Ubiquitination-dependent localization of Polo-like kinase 1 in mitosis

Polo-like kinase 1 (PLK1) critically regulates mitosis through its dynamic localization to kinetochores, centrosomes and the midzone. The polo-box domain (PBD) and activity of PLK1 mediates its targeting to mitotic structures, but the mechanisms regulating PLK1 dynamics remain poorly understood. Here, we identify PLK1 as a target of the Cullin 3 (CUL3)-based E3 ubiquitin ligase, containing the BTB-adaptor KLHL22, which regulates chromosome alignment and PLK1 kinetochore localization but not PLK1 stability.

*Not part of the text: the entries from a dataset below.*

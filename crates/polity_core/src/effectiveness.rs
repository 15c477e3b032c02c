//! Per-domain effectiveness calculation.
//!
//! `final = clamp((mean(base) + synergies - conflicts) * context, 0, 100)`
//!
//! Each same-domain synergy adds its magnitude in points and each
//! same-domain conflict removes its magnitude; pairs without an authored
//! rule use the configured defaults (10 and 15).
//!
//! Only interactions whose two members both belong to the domain count
//! here. Cross-domain interactions feed the unified bonus instead.

use serde::{Deserialize, Serialize};

use crate::context::CountryContext;
use crate::domain::Domain;
use crate::interactions::{Interaction, InteractionSet};
use crate::math::{clamp_score, fixed_serde, mean, Fixed};
use crate::registry::ComponentRegistry;
use crate::selection::Selections;

/// Effectiveness breakdown for one domain.
#[derive(Debug, Clone, PartialEq, Eq, Hash, Serialize, Deserialize)]
pub struct DomainEffectiveness {
    /// Domain scored.
    pub domain: Domain,
    /// Number of selected components.
    pub component_count: usize,
    /// Mean base effectiveness of the selection (0 when empty).
    #[serde(with = "fixed_serde")]
    pub base: Fixed,
    /// Points added by same-domain synergies.
    #[serde(with = "fixed_serde")]
    pub synergy_bonus: Fixed,
    /// Points removed by same-domain conflicts.
    #[serde(with = "fixed_serde")]
    pub conflict_penalty: Fixed,
    /// `base + synergy_bonus - conflict_penalty`, unclamped.
    #[serde(with = "fixed_serde")]
    pub raw: Fixed,
    /// Country context multiplier applied to `raw`.
    #[serde(with = "fixed_serde")]
    pub context_multiplier: Fixed,
    /// Final score, always within `[0, 100]`.
    #[serde(with = "fixed_serde")]
    pub final_score: Fixed,
    /// Same-domain synergies counted in `synergy_bonus`.
    pub synergies: Vec<Interaction>,
    /// Same-domain conflicts counted in `conflict_penalty`.
    pub conflicts: Vec<Interaction>,
}

impl DomainEffectiveness {
    /// Zeroed breakdown for a domain with nothing selected.
    #[must_use]
    pub fn empty(domain: Domain) -> Self {
        Self {
            domain,
            component_count: 0,
            base: Fixed::ZERO,
            synergy_bonus: Fixed::ZERO,
            conflict_penalty: Fixed::ZERO,
            raw: Fixed::ZERO,
            context_multiplier: Fixed::ONE,
            final_score: Fixed::ZERO,
            synergies: Vec::new(),
            conflicts: Vec::new(),
        }
    }
}

/// Sum of interaction magnitudes as score points.
fn total_points(interactions: &[Interaction]) -> Fixed {
    interactions
        .iter()
        .map(Interaction::points)
        .fold(Fixed::ZERO, |acc, p| acc.saturating_add(p))
}

/// Score one domain of a selection.
#[must_use]
pub fn calculate_effectiveness(
    domain: Domain,
    registry: &ComponentRegistry,
    selections: &Selections,
    interactions: &InteractionSet,
    context: &CountryContext,
) -> DomainEffectiveness {
    let selected = selections.get(domain);
    let context_multiplier = context.multiplier();

    if selected.is_empty() {
        return DomainEffectiveness {
            context_multiplier,
            ..DomainEffectiveness::empty(domain)
        };
    }

    let base = mean(
        selected
            .iter()
            .filter_map(|id| registry.get(domain, id.as_str()))
            .map(|c| c.base_effectiveness),
    );

    let synergies: Vec<Interaction> = interactions
        .synergies
        .iter()
        .filter(|i| i.is_within(domain))
        .cloned()
        .collect();
    let conflicts: Vec<Interaction> = interactions
        .conflicts
        .iter()
        .filter(|i| i.is_within(domain))
        .cloned()
        .collect();

    let synergy_bonus = total_points(&synergies);
    let conflict_penalty = total_points(&conflicts);
    let raw = base
        .saturating_add(synergy_bonus)
        .saturating_sub(conflict_penalty);
    let final_score = clamp_score(raw.saturating_mul(context_multiplier));

    DomainEffectiveness {
        domain,
        component_count: selected.len(),
        base,
        synergy_bonus,
        conflict_penalty,
        raw,
        context_multiplier,
        final_score,
        synergies,
        conflicts,
    }
}

#[cfg(test)]
mod tests {
    use super::*;
    use crate::config::EngineConfig;
    use crate::context::{DevelopmentLevel, PoliticalTradition, PopulationBracket};
    use crate::data::InteractionKind;
    use crate::domain::ComponentId;
    use crate::interactions::detect_interactions;

    fn score(domain: Domain, ids: &[&str], context: CountryContext) -> DomainEffectiveness {
        let registry = ComponentRegistry::builtin().unwrap();
        let config = EngineConfig::default();
        let mut selections = Selections::new();
        selections
            .replace(&registry, domain, ids.iter().map(|s| ComponentId::from(*s)))
            .unwrap();
        let interactions = detect_interactions(&registry, &selections, &config);
        calculate_effectiveness(domain, &registry, &selections, &interactions, &context)
    }

    #[test]
    fn test_synergy_pair_scores_98_5() {
        let result = score(
            Domain::Government,
            &["professional_bureaucracy", "rule_of_law"],
            CountryContext::default(),
        );
        assert_eq!(result.base, Fixed::from_num(88.5));
        assert_eq!(result.synergy_bonus, Fixed::from_num(10));
        assert_eq!(result.conflict_penalty, Fixed::ZERO);
        assert_eq!(result.final_score, Fixed::from_num(98.5));
    }

    #[test]
    fn test_conflict_pair_scores_61_5() {
        let result = score(
            Domain::Government,
            &["democratic_process", "autocratic_process"],
            CountryContext::default(),
        );
        assert_eq!(result.base, Fixed::from_num(81.5));
        assert_eq!(result.conflicts.len(), 1);
        assert_eq!(result.conflict_penalty, Fixed::from_num(20));
        assert_eq!(result.final_score, Fixed::from_num(61.5));
    }

    #[test]
    fn test_unruled_pair_uses_default_points() {
        let result = score(
            Domain::Government,
            &["democratic_process", "electoral_legitimacy"],
            CountryContext::default(),
        );
        assert_eq!(result.synergy_bonus, Fixed::from_num(10));
        assert_eq!(result.final_score, Fixed::from_num(87.5));
    }

    #[test]
    fn test_empty_selection_is_zero_regardless_of_context() {
        let context = CountryContext {
            population: Some(PopulationBracket::Small),
            development: Some(DevelopmentLevel::Advanced),
            tradition: Some(PoliticalTradition::Established),
            maintenance_budget: None,
        };
        let result = score(Domain::Economy, &[], context);
        assert_eq!(result.base, Fixed::ZERO);
        assert_eq!(result.final_score, Fixed::ZERO);
        assert!(result.synergies.is_empty() && result.conflicts.is_empty());
    }

    #[test]
    fn test_single_component_applies_context() {
        let context = CountryContext {
            development: Some(DevelopmentLevel::Developing),
            ..CountryContext::default()
        };
        let result = score(Domain::Tax, &["digital_collection"], context);
        let expected = 86.0 * 0.90;
        let actual: f64 = result.final_score.to_num();
        assert!((actual - expected).abs() < 1e-6, "got {actual}");
    }

    #[test]
    fn test_final_is_clamped_to_100() {
        let context = CountryContext {
            population: Some(PopulationBracket::Small),
            development: Some(DevelopmentLevel::Advanced),
            tradition: Some(PoliticalTradition::Established),
            maintenance_budget: None,
        };
        let result = score(
            Domain::Government,
            &["professional_bureaucracy", "rule_of_law"],
            context,
        );
        assert_eq!(result.final_score, Fixed::from_num(100));
        assert!(result.raw < Fixed::from_num(100));
    }

    #[test]
    fn test_cross_domain_synergy_not_counted() {
        let registry = ComponentRegistry::builtin().unwrap();
        let config = EngineConfig::default();
        let mut selections = Selections::new();
        selections
            .replace(
                &registry,
                Domain::Economy,
                [ComponentId::from("free_market_system")],
            )
            .unwrap();
        selections
            .replace(&registry, Domain::Tax, [ComponentId::from("flat_tax")])
            .unwrap();
        let interactions = detect_interactions(&registry, &selections, &config);
        assert_eq!(interactions.synergies.len(), 1);

        let context = CountryContext::default();
        let economy = calculate_effectiveness(
            Domain::Economy,
            &registry,
            &selections,
            &interactions,
            &context,
        );
        assert_eq!(economy.synergy_bonus, Fixed::ZERO);
        assert_eq!(economy.final_score, Fixed::from_num(80));
    }

    #[test]
    fn test_oversized_magnitudes_saturate() {
        let registry = ComponentRegistry::builtin().unwrap();
        let config = EngineConfig::default();
        let mut selections = Selections::new();
        selections
            .replace(
                &registry,
                Domain::Government,
                ["professional_bureaucracy", "rule_of_law"].map(ComponentId::from),
            )
            .unwrap();

        let mut interactions = detect_interactions(&registry, &selections, &config);
        let template = interactions.synergies[0].clone();
        interactions.synergies = vec![
            Interaction {
                magnitude: u32::MAX,
                ..template.clone()
            },
            Interaction {
                magnitude: 3_000_000_000,
                ..template
            },
        ];

        let context = CountryContext::default();
        let boosted =
            calculate_effectiveness(Domain::Government, &registry, &selections, &interactions, &context);
        assert!(boosted.synergy_bonus > Fixed::ZERO);
        assert_eq!(boosted.raw, Fixed::MAX);
        assert_eq!(boosted.final_score, Fixed::from_num(100));

        interactions.conflicts = std::mem::take(&mut interactions.synergies)
            .into_iter()
            .map(|i| Interaction {
                kind: InteractionKind::Conflict,
                ..i
            })
            .collect();
        let crushed =
            calculate_effectiveness(Domain::Government, &registry, &selections, &interactions, &context);
        assert_eq!(crushed.final_score, Fixed::ZERO);
    }
}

In the absence of KLHL22, PLK1 accumulates on kinetochores, resulting in activation of the Spindle Assembly Checkpoint (SAC). CUL3-KLHL22 ubiquitinates K492, located within the PBD, leading to PLK1 dissociation from kinetochore phosphoreceptors. Expression of a non-ubiquitinatable PLK1-K492R mutant phenocopies inactivation of CUL3-KLHL22. KLHL22 associates with the mitotic spindle and its interaction with PLK1 increases upon chromosome biorientation. Our data suggest that CUL3-KLHL22-mediated ubiquitination signals degradation-independent removal of PLK1 from kinetochores and SAC satisfaction, which is required for faithful mitosis.